--- START ---

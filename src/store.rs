use chrono::{DateTime, Utc};
use common::{ForecastMeta, ForecastQuery, ForecastSeries};
use serde::{Deserialize, Serialize};
use std::sync::Arc;
use tokio::sync::RwLock;
use tracing::debug;
use utoipa::ToSchema;

/// The most recent successful forecast and the query that produced it.
#[derive(Debug, Clone, PartialEq, Serialize, Deserialize, ToSchema)]
pub struct ForecastSnapshot {
    pub query: ForecastQuery,
    pub series: ForecastSeries,
    pub meta: Option<ForecastMeta>,
    pub received_at: DateTime<Utc>,
}

impl ForecastSnapshot {
    pub fn new(query: ForecastQuery, series: ForecastSeries, meta: Option<ForecastMeta>) -> Self {
        Self {
            query,
            series,
            meta,
            received_at: Utc::now(),
        }
    }
}

/// Holder of the current forecast.
///
/// Starts empty. Snapshots are replaced wholesale and never mutated, so a
/// reader holding an `Arc` keeps a consistent series even while a newer
/// run lands.
#[derive(Debug, Clone, Default)]
pub struct ForecastStore {
    current: Arc<RwLock<Option<Arc<ForecastSnapshot>>>>,
}

impl ForecastStore {
    pub fn new() -> Self {
        Self::default()
    }

    /// Installs `snapshot` as the current forecast and returns it.
    pub async fn replace(&self, snapshot: ForecastSnapshot) -> Arc<ForecastSnapshot> {
        let snapshot = Arc::new(snapshot);
        let mut guard = self.current.write().await;
        debug!(
            "Replacing stored forecast with {} points for {}",
            snapshot.series.len(),
            snapshot.query.county
        );
        *guard = Some(Arc::clone(&snapshot));
        snapshot
    }

    pub async fn current(&self) -> Option<Arc<ForecastSnapshot>> {
        self.current.read().await.clone()
    }
}
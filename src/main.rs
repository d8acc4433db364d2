mod backend;
mod cli;
mod config;
mod handlers;
mod helpers;
mod preferences;
mod router;
mod schemas;
mod store;

#[cfg(test)]
mod test_utils;
#[cfg(test)]
mod tests;

use anyhow::Result;
use clap::Parser;
use tracing_subscriber::{layer::SubscriberExt, util::SubscriberInitExt};

use crate::cli::Cli;

/// Main entry point for the EV demand planning application.
#[tokio::main]
async fn main() -> Result<()> {
    // Initialize tracing
    tracing_subscriber::registry()
        .with(
            tracing_subscriber::EnvFilter::try_from_default_env()
                .unwrap_or_else(|_| "evplan=debug,tower_http=debug,axum::rejection=trace".into()),
        )
        .with(tracing_subscriber::fmt::layer().with_writer(std::io::stderr))
        .init();

    let cli = Cli::parse();
    cli.run().await
}
use axum::{extract::State, response::Json};
use tracing::{instrument, warn};
use crate::schemas::{AppState, HealthResponse};

/// Health check endpoint
#[utoipa::path(
    get,
    path = "/health",
    tag = "health",
    responses(
        (status = 200, description = "Service is healthy", body = HealthResponse)
    )
)]
#[instrument(skip(state))]
pub async fn health_check(State(state): State<AppState>) -> Json<HealthResponse> {
    // The dashboard stays up when the backend is down; report it instead.
    let backend_status = match state.backend.ping().await {
        Ok(_) => "reachable".to_string(),
        Err(e) => {
            warn!("Forecasting backend unreachable: {}", e);
            "unreachable".to_string()
        }
    };

    let response = HealthResponse {
        status: "healthy".to_string(),
        version: env!("CARGO_PKG_VERSION").to_string(),
        backend: backend_status,
    };

    Json(response)
}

--- END ---

**PROBLEM TO WORK ON**:
Wherever a line in the data above holds "backend", copy that line.

**EXERCISE RESULT**:
mod backend;
    // The dashboard stays up when the backend is down; report it instead.
    let backend_status = match state.backend.ping().await {
            warn!("Forecasting backend unreachable: {}", e);
        backend: backend_status,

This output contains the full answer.